Trigger warnings: domestic violence, sexual assault

Synopsis

Rumours of the “Marsh Girl” have circulated for years in the small coastal village of Barkley Cove. Kya Clark is uneducated, barefoot and wild, not fit for civilised society. So when handsome and popular Chase Andrews is found dead, the locals immediately suspect Kya. But Kya is not what everyone thinks she is.

Abandoned by her family and forced to fend for herself from a very young age, Kya is a born naturalist and learned life’s lessons from the land and wildlife around her. But while she has the skills necessary to survive, as she grows up, Kya feels her lack of community ever more keenly. Drawn to two very different young men from the village, she opens herself to a new and startling world, until the unthinkable happens.

My thoughts

Does anyone else have a tendency to avoid reading books when they get so hyped up and talked about everywhere? I don’t know why, but I have often shied away from the books that everyone is reading, the new hot release. Because sometimes they just don’t live up to the hype, and I’d rather find out for myself if I like a book or not, rather than be told something is amazing. For that reason, I have avoided this book for a while, but I am so glad that I finally read it and it surpassed my expectations and the hype!

This is a masterful combination of an intelligent coming-of-age story and a head-scratching mystery, two of my favourite things! The mystery throughout, about who killed Chase, had me hooked. I had my suspicions, but I was never sure of anything and there were constant surprises throughout. I loved it!

The descriptions of the marsh environment in which Kya lives, with its diverse bird and wildlife, really captured my imagination. I was not surprised to find out that the author lived for a large part of her life in Africa. Having spent some time there myself, immersed in the extraordinary natural diversity, I can easily imagine how that would have influenced the author’s writing. And the world she describes on the page is so real you can almost smell the marsh and see the heron fishing and the gulls circling.
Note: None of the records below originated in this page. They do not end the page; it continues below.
impl Store {
    /// Opens (creating if absent) the store's log file at `path`,
    /// replaying any existing records into memory.
    pub fn open<P: AsRef<Path>>(path: P, config: StoreConfig) -> Result<Self> {
        let path = path.as_ref().to_path_buf();

        let mut docs = BTreeMap::new();
        let mut tokens = BTreeMap::new();
        let mut postings = BTreeMap::new();
        let mut max_doc_id = 0u64;
        let mut max_token_id = 0u64;

        if path.exists() && std::fs::metadata(&path)?.len() > 0 {
            let ro_file = File::open(&path)?;
            // SAFETY: the file is not concurrently truncated while mapped —
            // `Store::open` holds exclusive access to `path` during replay.
            let mmap = unsafe { Mmap::map(&ro_file)? };
            replay(&mmap, &mut docs, &mut tokens, &mut postings, &mut max_doc_id, &mut max_token_id)?;
        }

        let file = OpenOptions::new()
            .create(true)
            .append(true)
            .read(true)
            .open(&path)?;

        Ok(Self {
            path,
            config,
            file: Mutex::new(file),
            docs: RwLock::new(docs),
            tokens: RwLock::new(tokens),
            postings: RwLock::new(postings),
            next_doc_id: Mutex::new(max_doc_id + 1),
            next_token_id: Mutex::new(max_token_id + 1),
            pending_docs: Mutex::new(Vec::new()),
            pending_tokens: Mutex::new(Vec::new()),
            pending_postings: Mutex::new(Vec::new()),
        })
    }

    pub fn path(&self) -> &Path {
        &self.path
    }

    /// Assigns `doc.doc_id` a fresh, non-zero, monotonically increasing id
    /// and enqueues the document for durable write.
    pub fn add_doc(&self, doc: &mut Document) -> Result<()> {
        let id = {
            let mut next = self.next_doc_id.lock();
            let id = *next;
            *next += 1;
            id
        };
        doc.doc_id = id;

        self.docs.write().insert(id, doc.clone());

        let mut pending = self.pending_docs.lock();
        pending.push(doc.clone());
        if pending.len() >= self.config.flush_threshold {
            let batch = std::mem::take(&mut *pending);
            drop(pending);
            if let Err(e) = self.append_records(batch.iter().cloned().map(LogRecord::Doc)) {
                *self.pending_docs.lock() = batch;
                return Err(e);
            }
        }

        Ok(())
    }

    pub fn get_doc(&self, id: u64) -> Result<Document> {
        self.docs
            .read()
            .get(&id)
            .cloned()
            .ok_or(WikidexError::DocNotFound(id))
    }

    /// Idempotent: deleting an absent key is not an error. Persisted
    /// immediately as a tombstone record, the same way `get_token` writes
    /// outside the batched-pending path — a reopened store must not
    /// resurrect a document a caller believed was gone.
    pub fn del_doc(&self, id: u64) -> Result<()> {
        self.docs.write().remove(&id);
        self.append_records(std::iter::once(LogRecord::Del(id)))
    }

    pub fn doc_count(&self) -> usize {
        self.docs.read().len()
    }

    /// Assigns a fresh, non-zero `token_id` and returns a zero-statistics
    /// token. Does not touch the tokens bucket — persistence is deferred
    /// to `update_token` batches. Used by the indexer, the single writer
    /// during a build.
    pub fn alloc_token(&self, surface: &str) -> Token {
        let mut next = self.next_token_id.lock();
        let id = *next;
        *next += 1;
        Token::new(id, surface)
    }

    /// Read-or-allocate: an unseen surface is assigned an id and persisted
    /// immediately (not deferred to a batch) so concurrent callers observe
    /// a stable id for it right away. See DESIGN.md for why this differs
    /// from `alloc_token`'s deferred persistence.
    pub fn get_token(&self, surface: &str) -> Result<Token> {
        {
            let tokens = self.tokens.read();
            if let Some(tok) = tokens.get(surface) {
                return Ok(tok.clone());
            }
        }

        let mut tokens = self.tokens.write();
        // Re-check: another thread may have inserted while we waited for
        // the write lock.
        if let Some(tok) = tokens.get(surface) {
            return Ok(tok.clone());
        }

        let mut next = self.next_token_id.lock();
        let id = *next;
        *next += 1;
        drop(next);

        let tok = Token::new(id, surface);
        self.append_records(std::iter::once(LogRecord::Token {
            surface: surface.to_string(),
            stats: TokenStats {
                id: tok.id,
                doc_count: tok.doc_count,
                pos_count: tok.pos_count,
            },
        }))?;
        tokens.insert(surface.to_string(), tok.clone());
        Ok(tok)
    }

    /// Enqueues `token`'s current statistics for batched write.
    pub fn update_token(&self, token: &Token) -> Result<()> {
        self.tokens.write().insert(token.surface.clone(), token.clone());

        let mut pending = self.pending_tokens.lock();
        pending.push(token.clone());
        if pending.len() >= self.config.flush_threshold {
            let batch = std::mem::take(&mut *pending);
            drop(pending);
            let records = batch.iter().map(|t| LogRecord::Token {
                surface: t.surface.clone(),
                stats: TokenStats {
                    id: t.id,
                    doc_count: t.doc_count,
                    pos_count: t.pos_count,
                },
            });
            if let Err(e) = self.append_records(records) {
                *self.pending_tokens.lock() = batch;
                return Err(e);
            }
        }

        Ok(())
    }

    /// Enqueues `pl` for batched write into the postings bucket under key
    /// `token_id || doc_id`.
    pub fn add_posting_list(&self, pl: &PostingList) -> Result<()> {
        let key = codec::encode_posting_key(pl.token_id, pl.doc_id);
        self.postings.write().insert(key, pl.clone());

        let mut pending = self.pending_postings.lock();
        pending.push(pl.clone());
        if pending.len() >= self.config.flush_threshold {
            let batch = std::mem::take(&mut *pending);
            drop(pending);
            if let Err(e) = self.append_records(batch.iter().cloned().map(LogRecord::Posting)) {
                *self.pending_postings.lock() = batch;
                return Err(e);
            }
        }

        Ok(())
    }

    /// Prefix scan: delivers every posting for `token_id` to `sink`, in
    /// ascending `doc_id` order.
    pub fn scan_posting_list_by_token(&self, token_id: u64, mut sink: impl FnMut(&PostingList)) {
        let lower = codec::encode_posting_key(token_id, 0);
        let upper = codec::encode_posting_key(token_id, u64::MAX);
        let postings = self.postings.read();
        for pl in postings.range(lower..=upper).map(|(_, v)| v) {
            sink(pl);
        }
    }

    pub fn scan_posting_list(&self, mut sink: impl FnMut(&PostingList)) {
        for pl in self.postings.read().values() {
            sink(pl);
        }
    }

    pub fn scan_token(&self, mut sink: impl FnMut(&Token)) {
        for tok in self.tokens.read().values() {
            sink(tok);
        }
    }

    /// Flushes all three pending batches in order (docs, tokens, postings)
    /// regardless of size, and releases the underlying file handle.
    /// Idempotent.
    pub fn close(&self) -> Result<()> {
        self.flush_pending_docs()?;
        self.flush_pending_tokens()?;
        self.flush_pending_postings()?;

        if self.config.sync_on_close {
            self.file.lock().sync_all()?;
        }

        Ok(())
    }

    fn flush_pending_docs(&self) -> Result<()> {
        let mut pending = self.pending_docs.lock();
        if pending.is_empty() {
            return Ok(());
        }
        let batch = std::mem::take(&mut *pending);
        drop(pending);
        if let Err(e) = self.append_records(batch.iter().cloned().map(LogRecord::Doc)) {
            *self.pending_docs.lock() = batch;
            return Err(e);
        }
        Ok(())
    }

    fn flush_pending_tokens(&self) -> Result<()> {
        let mut pending = self.pending_tokens.lock();
        if pending.is_empty() {
            return Ok(());
        }
        let batch = std::mem::take(&mut *pending);
        drop(pending);
        let records = batch.iter().map(|t| LogRecord::Token {
            surface: t.surface.clone(),
            stats: TokenStats {
                id: t.id,
                doc_count: t.doc_count,
                pos_count: t.pos_count,
            },
        });
        if let Err(e) = self.append_records(records) {
            *self.pending_tokens.lock() = batch;
            return Err(e);
        }
        Ok(())
    }

    fn flush_pending_postings(&self) -> Result<()> {
        let mut pending = self.pending_postings.lock();
        if pending.is_empty() {
            return Ok(());
        }
        let batch = std::mem::take(&mut *pending);
        drop(pending);
        if let Err(e) = self.append_records(batch.iter().cloned().map(LogRecord::Posting)) {
            *self.pending_postings.lock() = batch;
            return Err(e);
        }
        Ok(())
    }

    /// Serializes and checksums every record in `records`, then appends
    /// them to the log file as a single write. On failure the caller is
    /// responsible for retaining its pending list for retry.
    fn append_records(&self, records: impl Iterator<Item = LogRecord>) -> Result<()> {
        let mut buf = Vec::new();
        for record in records {
            let payload = bincode::serialize(&record)?;
            buf.extend_from_slice(&Checksum::encode_with_checksum(ChecksumType::CRC32C, &payload));
        }

        let mut file = self.file.lock();
        file.write_all(&buf)
            .map_err(|e| WikidexError::FlushFailed(e.to_string()))?;
        Ok(())
    }
}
I also really loved the switching of time frames, from past to present, from trial to memories. This really helped to set the scene and increase the sense of mystery.

I actually read this book earlier this year, but hadn’t managed to post the review yet, and I have now seen the recent film adaptation. Although not entirely true to the book, I think it it a very good adaptation. It really captures the beautiful world of the marsh and the tension of the trial. I would recommend it to anyone, as with the book.